Genea-Google-ology and the Search for a Detroit Sailor’s Family

Discover Navy Widows’ Certificates.

Google has wonderful bells and whistles that are of immense value to us “geneahistorians.” I like to call them Genea-Google-ology Tools! Have you tried Google Alerts? You can be alerted with a message sent to your e-mail inbox every time your surname of interest (or other keyword or phrase) shows up on the Internet!

For instance, every time any of the words midkiff, sweers, tuinstra, valk, or westaby show up online, I get a handy-dandy e-mail letting me know, along with a link to that site. The above surnames are some of the more unusual ones in my husband’s and my ancestries. You can also choose a phrase (put your search terms within quotation marks) or a combination of words (use the plus [+] key). I have genealogy+michigan as another alert, which searches for both words (not necessarily together) on a website or blog. You can control where your results come from, too: news, blogs, web, groups, or comprehensive (all).

You can also tweak your alerts a bit, by narrowing your results using the minus ( – ) key. Using only tuinstra as a search term, I was getting links to dozens of articles written by well-known journalist Fons Tuinstra, stationed in China. I changed my alert to tuinstra -fons to get better hits. I was also getting a lot of hits for a Joost Valk that did not apply to my genealogy, so again, I made a change to valk -joost. I still get some unconnected hits, but they have decreased in volume considerably.

“So how do I set up Google Alerts for myself?” you may be asking. Go here to begin. As far as I can tell, you do not need a Google account or Gmail address to set up an alert. The process is fairly simple, and once you sign up, you should start receiving alerts soon. As a matter of fact, you can control how frequently you receive these alerts, too: once a day, as it happens, or once a week. And you can edit your alerts at any time!
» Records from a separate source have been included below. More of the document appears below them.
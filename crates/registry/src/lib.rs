//! The cross-process watcher registry: a JSON file under `$ARGUS_HOME`
//! mutated by concurrent CLI and watcher processes under an advisory file
//! lock, with TTL and reachability-based pruning.

pub mod error;
pub mod lock;
pub mod model;
pub mod paths;
pub mod store;

pub use error::{RegistryError, Result};
pub use model::{MatchSpec, Registry, WatcherRecord, REGISTRY_VERSION};
pub use store::{now_ms, ReadResult, ReadWarning, RegistryStore};
use axum::extract::State;
use axum::response::Response;
use crate::http::ArgusJson as Json;
use serde::Deserialize;
use serde_json::json;

use super::{ok_json, AppState};
use crate::controller::{EmulationState, ThrottleState};
use crate::http::ApiError;

#[derive(Debug, Deserialize)]
#[serde(untagged)]
pub(crate) enum ThrottleBody {
    /// `{"action":"clear"}`
    Clear { action: ClearAction },
    /// The bare `{rate}` shorthand, mapped to CPU-only throttling.
    Rate { rate: f64 },
    /// The full `{cpu?, network?, cache?}` shape.
    Full(ThrottleState),
}

#[derive(Debug, Deserialize)]
#[serde(rename_all = "lowercase")]
enum ClearAction {
    Clear,
}

#[derive(Debug, Deserialize)]
#[serde(untagged)]
pub(crate) enum EmulationBody {
    Clear { action: ClearAction },
    Full(EmulationState),
}

pub async fn get_throttle(State(state): State<AppState>) -> Response {
    let attached = state.connection.is_attached().await;
    let (attached, applied, desired, last_error) = state.throttle.status(attached);
    ok_json(json!({ "ok": true, "attached": attached, "applied": applied, "state": desired, "lastError": last_error }))
}

pub async fn set_throttle(
    State(state): State<AppState>,
    Json(body): Json<ThrottleBody>,
) -> Result<Response, ApiError> {
    let session = state.connection.current_session().await;

    match body {
        ThrottleBody::Clear { .. } => {
            state.throttle.clear_desired(session.as_ref()).await;
        }
        ThrottleBody::Rate { rate } => {
            state
                .throttle
                .set_desired(ThrottleState::from_rate(rate), session.as_ref())
                .await;
        }
        ThrottleBody::Full(desired_state) => {
            state.throttle.set_desired(desired_state, session.as_ref()).await;
        }
    }

    let attached = state.connection.is_attached().await;
    let (attached, applied, desired, last_error) = state.throttle.status(attached);
    Ok(ok_json(json!({ "ok": true, "attached": attached, "applied": applied, "state": desired, "lastError": last_error })))
}

pub async fn get_emulation(State(state): State<AppState>) -> Response {
    let attached = state.connection.is_attached().await;
    let (attached, applied, desired, last_error) = state.emulation.status(attached);
    ok_json(json!({ "ok": true, "attached": attached, "applied": applied, "state": desired, "lastError": last_error }))
}

pub async fn set_emulation(
    State(state): State<AppState>,
    Json(body): Json<EmulationBody>,
) -> Result<Response, ApiError> {
    let session = state.connection.current_session().await;

    match body {
        EmulationBody::Clear { .. } => {
            state.emulation.clear_desired(session.as_ref()).await;
        }
        EmulationBody::Full(desired_state) => {
            state.emulation.set_desired(desired_state, session.as_ref()).await;
        }
    }

    let attached = state.connection.is_attached().await;
    let (attached, applied, desired, last_error) = state.emulation.status(attached);
    Ok(ok_json(json!({ "ok": true, "attached": attached, "applied": applied, "state": desired, "lastError": last_error })))
}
This morning, I received an alert on my genealogy+michigan search terms, and was linked to a blog, which in turn linked to an article from the Detroit Free Press, which told of the search for the family of a Detroit sailor who went down in a submarine with 70 others, off the Aleutian Islands of Alaska during World War II. Seems like the submarine, the USS Grunion, has possibly been found (it was located, but then was “lost” again); but the family of Navy Seaman Second Class Byron A. Traviss has not. Searchers are hoping to discover his family’s whereabouts before the sub’s location is found again.
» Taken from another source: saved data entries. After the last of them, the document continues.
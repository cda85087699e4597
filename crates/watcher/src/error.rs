//! Errors surfaced through the HTTP envelope (`{ok:false, error:{code, message}}`).
//! Every variant maps to exactly one wire code; adding a new failure mode
//! means adding both a variant and an arm in `code()`.

use thiserror::Error;

#[derive(Error, Debug)]
pub enum ArgusError {
    #[error("invalid request body: {0}")]
    InvalidBody(String),

    #[error("{0} not available")]
    NotAvailable(String),

    #[error("no target matched: {0}")]
    NoTarget(String),

    #[error("chrome unreachable: {0}")]
    ChromeUnreachable(String),

    #[error("not attached")]
    Disconnected,

    #[error("request timed out")]
    Timeout,

    #[error("cdp error: {0}")]
    CdpError(String),

    #[error("multiple targets matched: {0}")]
    MultipleMatches(String),

    #[error("network capture is disabled for this watcher")]
    NetDisabled,

    #[error("origin mismatch")]
    OriginMismatch,

    #[error("io error: {0}")]
    Io(#[from] std::io::Error),

    #[error("internal error: {0}")]
    Internal(String),
}

impl ArgusError {
    pub fn code(&self) -> &'static str {
        match self {
            ArgusError::InvalidBody(_) => "invalid_body",
            ArgusError::NotAvailable(_) => "not_available",
            ArgusError::NoTarget(_) => "no_target",
            ArgusError::ChromeUnreachable(_) => "chrome_unreachable",
            ArgusError::Disconnected => "disconnected",
            ArgusError::Timeout => "timeout",
            ArgusError::CdpError(_) => "cdp_error",
            ArgusError::MultipleMatches(_) => "multiple_matches",
            ArgusError::NetDisabled => "net_disabled",
            ArgusError::OriginMismatch => "origin_mismatch",
            ArgusError::Io(_) => "io_error",
            ArgusError::Internal(_) => "internal",
        }
    }
}

impl From<argus_cdp::CdpError> for ArgusError {
    fn from(e: argus_cdp::CdpError) -> Self {
        match e {
            argus_cdp::CdpError::NoTarget(m) => ArgusError::NoTarget(m),
            argus_cdp::CdpError::ChromeUnreachable(m) => ArgusError::ChromeUnreachable(m),
            argus_cdp::CdpError::MultipleMatches(m) => ArgusError::MultipleMatches(m),
            argus_cdp::CdpError::Timeout => ArgusError::Timeout,
            argus_cdp::CdpError::Closed => ArgusError::Disconnected,
            argus_cdp::CdpError::Protocol { code, message } => {
                ArgusError::CdpError(format!("{code}: {message}"))
            }
            other => ArgusError::CdpError(other.to_string()),
        }
    }
}

impl From<argus_dom::DomError> for ArgusError {
    fn from(e: argus_dom::DomError) -> Self {
        ArgusError::Internal(e.to_string())
    }
}

pub type Result<T> = std::result::Result<T, ArgusError>;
Readers are encouraged to make contact if they know of the whereabouts of the Traviss family.

9 Responses

  1. Miriam,

    This story has its inevitable bittersweet ending. The wreckage and the Traviss family have been located.
    See the story http://www.freep.com/apps/pbcs.dll/
    article?AID=/20070825/NEWS02/70825035
    /1004.

  2. Thanks, Craig!

    Here are clickable links:

    Cousin…Found in Dearborn

    A Long Lost Search Finally Ends

  3. Hehe sorry about that change to your alert 🙂 Can’t help my name though 😉

  4. What a compelling story. Thanks for sharing the updates.

    Janice

  5. Joost, have you looked up your family’s history? Maybe we’re related! 🙂

    Thanks for dropping by!

  6. I’ve never used Google Alerts, but that definitely looks like a great tip! Thanks 🙂

  7. You’re welcome, Nikki-Ann. I hope to write more posts about Genea-Google-ology Tools!

  8. Janice, thanks for your comment. I’m sorry it didn’t get published right away. There was a glitch with my e-mail.

  9. You know, I meant to comment on this post but then I got so distracted with all that Ancestry nonsense the last few days that I just forgot. Anyway, I love the new term you coined, Genea-Google-ology. Very clever!